- **Description of the task**
Begin with the first line of the entries below. Copy each line exactly, stopping after the one that contains "use std::path::PathBuf;".

[Records shown Boundary: Start]

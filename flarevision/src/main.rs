//! Flarevision CLI - turn a Flare CSV export into a searchable HTML page
//!
//! ```bash
//! flarevision export.csv                 # writes export_filtered_searchable.html
//! flarevision                            # asks for the path interactively
//! flarevision export.csv -o report.html  # explicit output path
//! ```

use clap::{Parser, ValueEnum};
use flarevision::logs::failure_entry;
use flarevision::{
    generate_report, ConsoleReporter, Encoding, JsonReporter, LoadOptions, RenderOptions,
    ReportConfig, ReportError, Reporter, SilentReporter,
};
use std::io::{self, BufRead, Write};
use std::path::PathBuf;

const BANNER: &str = r#"
   ███████╗██╗      █████╗ ██████╗ ███████╗    ██╗   ██╗██╗███████╗██╗ ██████╗ ███╗   ██╗
   ██╔════╝██║     ██╔══██╗██╔══██╗██╔════╝    ██║   ██║██║██╔════╝██║██╔═══██╗████╗  ██║
   █████╗  ██║     ███████║██████╔╝█████╗      ██║   ██║██║███████╗██║██║   ██║██╔██╗ ██║
   ██╔══╝  ██║     ██╔══██║██╔══██╗██╔══╝      ╚██╗ ██╔╝██║╚════██║██║██║   ██║██║╚██╗██║
   ██║     ███████╗██║  ██║██║  ██║███████╗     ╚████╔╝ ██║███████║██║╚██████╔╝██║ ╚████║
   ╚═╝     ╚══════╝╚═╝  ╚═╝╚═╝  ╚═╝╚══════╝      ╚═══╝  ╚═╝╚══════╝╚═╝ ╚═════╝ ╚═╝  ╚═══╝

   Convert a Flare CSV export into a searchable HTML file.
   Export the full CSV from the Flare web app, then point this tool at it.
"#;

const PROMPT: &str = "Enter the path to the Flare CSV file: ";

#[derive(Debug, Clone, Copy, PartialEq, Eq, ValueEnum)]
enum LogFormat {
    Text,
    Json,
}

#[derive(Parser)]
#[command(name = "flarevision", version)]
#[command(about = "Convert a Flare CSV export into a searchable HTML report", long_about = None)]
struct Cli {
    /// Input CSV file (prompted for when omitted)
    input: Option<PathBuf>,

    /// Output HTML file (default: <input>_filtered_searchable.html)
    #[arg(short, long)]
    output: Option<PathBuf>,

    /// CSV delimiter
    #[arg(short, long, default_value = ",", value_parser = parse_delimiter)]
    delimiter: u8,

    /// Input encoding
    #[arg(long, value_enum, default_value_t = Encoding::Utf8)]
    encoding: Encoding,

    /// HTML-escape category labels and cell values
    #[arg(long)]
    escape_html: bool,

    /// Keep NA/null/N/A text instead of treating it as empty
    #[arg(long)]
    keep_null_markers: bool,

    /// Document <title>
    #[arg(long, default_value = flarevision::config::DEFAULT_TITLE)]
    title: String,

    /// Page heading
    #[arg(long, default_value = flarevision::config::DEFAULT_HEADING)]
    heading: String,

    /// Progress output format
    #[arg(long, value_enum, default_value_t = LogFormat::Text)]
    log_format: LogFormat,

    /// No banner, no progress output
    #[arg(short, long)]
    quiet: bool,
}

fn parse_delimiter(s: &str) -> Result<u8, String> {
    match s {
        "\\t" | "tab" => Ok(b'\t'),
        _ if s.len() == 1 && s.is_ascii() => Ok(s.as_bytes()[0]),
        _ => Err(format!("delimiter must be a single ASCII character, got '{}'", s)),
    }
}

fn prompt_input() -> io::Result<PathBuf> {
    let mut stdout = io::stdout().lock();
    write!(stdout, "{}", PROMPT)?;
    stdout.flush()?;

    let mut line = String::new();
    io::stdin().lock().read_line(&mut line)?;
    Ok(PathBuf::from(line.trim()))
}

fn run(cli: Cli) -> Result<(), ReportError> {
    let interactive = cli.input.is_none();
    if !cli.quiet && interactive {
        eprintln!("{}", BANNER);
    }

    let input = match cli.input {
        Some(path) => path,
        None => prompt_input().map_err(ReportError::Prompt)?,
    };

    let config = ReportConfig {
        input,
        output: cli.output,
        load: LoadOptions {
            delimiter: cli.delimiter,
            encoding: cli.encoding,
            keep_null_markers: cli.keep_null_markers,
        },
        render: RenderOptions {
            title: cli.title,
            heading: cli.heading,
            escape_html: cli.escape_html,
        },
    };

    let reporter: &dyn Reporter = match (cli.quiet, cli.log_format) {
        (true, _) => &SilentReporter,
        (false, LogFormat::Text) => &ConsoleReporter,
        (false, LogFormat::Json) => &JsonReporter,
    };

    let summary = generate_report(&config, &reporter)?;

    if cli.log_format == LogFormat::Json {
        if let Ok(json) = serde_json::to_string(&summary) {
            println!("{}", json);
        }
    } else if !cli.quiet {
        println!("Searchable HTML file created successfully: {}", summary.output_path);
    }

    Ok(())
}

fn main() {
    let cli = Cli::parse();
    let log_format = cli.log_format;

    if let Err(e) = run(cli) {
        let entry = failure_entry(&e);
        match log_format {
            LogFormat::Json => JsonReporter.log(entry),
            LogFormat::Text => eprintln!("{}", entry.message),
        }
        std::process::exit(1);
    }
}
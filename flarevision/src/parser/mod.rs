//! CSV loader.
//!
//! Reads a delimited file into a [`Table`] of text cells. No type inference:
//! `"42"` and `"true"` stay strings. Cells holding a null marker load as
//! absent unless [`LoadOptions::keep_null_markers`] is set.

use std::path::Path;

use crate::config::{Encoding, LoadOptions};
use crate::error::{InputError, InputResult};
use crate::models::Table;

/// Cell texts read as "no value", matching the NA tokens of common
/// dataframe CSV readers.
pub const NULL_MARKERS: &[&str] = &[
    "", "#N/A", "#N/A N/A", "#NA", "-1.#IND", "-1.#QNAN", "-NaN", "-nan", "1.#IND", "1.#QNAN",
    "<NA>", "N/A", "NA", "NULL", "NaN", "None", "n/a", "nan", "null",
];

/// True if `value` is a null marker.
pub fn is_null_marker(value: &str) -> bool {
    NULL_MARKERS.contains(&value)
}

/// Detect the encoding of raw bytes using chardet
pub fn detect_encoding(bytes: &[u8]) -> Encoding {
    let (charset, _confidence, _language) = chardet::detect(bytes);

    match charset.to_lowercase().as_str() {
        "iso-8859-1" | "iso-8859-15" | "latin-1" | "latin1" => Encoding::Latin1,
        "windows-1252" | "cp1252" => Encoding::Windows1252,
        _ => Encoding::Utf8,
    }
}

const UTF8_BOM: &[u8] = b"\xEF\xBB\xBF";

/// Decode bytes to a string in the given encoding.
///
/// A leading UTF-8 byte-order mark is dropped whatever the encoding.
/// UTF-8 is strict: invalid sequences are an error rather than replaced.
pub fn decode_content(bytes: &[u8], encoding: Encoding) -> InputResult<String> {
    let bytes = bytes.strip_prefix(UTF8_BOM).unwrap_or(bytes);
    let encoding = match encoding {
        Encoding::Auto => detect_encoding(bytes),
        other => other,
    };

    match encoding {
        Encoding::Latin1 => Ok(encoding_rs::mem::decode_latin1(bytes).into_owned()),
        Encoding::Windows1252 => Ok(encoding_rs::WINDOWS_1252
            .decode_without_bom_handling(bytes)
            .0
            .into_owned()),
        Encoding::Utf8 | Encoding::Auto => {
            let (text, had_errors) = encoding_rs::UTF_8.decode_without_bom_handling(bytes);
            if had_errors {
                let message = match std::str::from_utf8(bytes) {
                    Err(e) => e.to_string(),
                    Ok(_) => "invalid byte sequence".to_string(),
                };
                return Err(InputError::Encoding {
                    encoding: encoding.label().to_string(),
                    message,
                });
            }
            Ok(text.into_owned())
        }
    }
}

/// Parse decoded CSV text.
pub fn parse_str(content: &str, options: &LoadOptions) -> InputResult<Table> {
    let mut reader = csv::ReaderBuilder::new()
        .delimiter(options.delimiter)
        .has_headers(true)
        .flexible(false)
        .from_reader(content.as_bytes());

    let headers: Vec<String> = reader
        .headers()
        .map_err(InputError::from_csv)?
        .iter()
        .map(str::to_string)
        .collect();

    if headers.is_empty() || (headers.len() == 1 && headers[0].is_empty()) {
        return Err(InputError::EmptyFile);
    }

    let mut records = Vec::new();
    for result in reader.records() {
        let record = result.map_err(InputError::from_csv)?;
        let cells = record
            .iter()
            .map(|field| {
                if !options.keep_null_markers && is_null_marker(field) {
                    None
                } else {
                    Some(field.to_string())
                }
            })
            .collect();
        records.push(cells);
    }

    Ok(Table { headers, records })
}

/// Decode and parse raw CSV bytes.
pub fn parse_bytes(bytes: &[u8], options: &LoadOptions) -> InputResult<Table> {
    let content = decode_content(bytes, options.encoding)?;
    parse_str(&content, options)
}

/// Load a CSV file.
///
/// # Example
/// ```ignore
/// let table = load_csv_file("export.csv", &LoadOptions::default())?;
/// println!("{} rows, columns: {}", table.len(), table.headers.join(", "));
/// ```
pub fn load_csv_file<P: AsRef<Path>>(path: P, options: &LoadOptions) -> InputResult<Table> {
    let path = path.as_ref();
    let bytes = std::fs::read(path).map_err(|source| InputError::Unreadable {
        path: path.to_path_buf(),
        source,
    })?;

    parse_bytes(&bytes, options)
}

[Records shown Boundary: End]

- **Output of the exercise**
filename flarevision/src/main.rs
//! Flarevision CLI - turn a Flare CSV export into a searchable HTML page
//!
//! ```bash
//! flarevision export.csv                 # writes export_filtered_searchable.html
//! flarevision                            # asks for the path interactively
//! flarevision export.csv -o report.html  # explicit output path
//! ```

use clap::{Parser, ValueEnum};
use flarevision::logs::failure_entry;
use flarevision::{
    generate_report, ConsoleReporter, Encoding, JsonReporter, LoadOptions, RenderOptions,
    ReportConfig, ReportError, Reporter, SilentReporter,
};
use std::io::{self, BufRead, Write};
use std::path::PathBuf;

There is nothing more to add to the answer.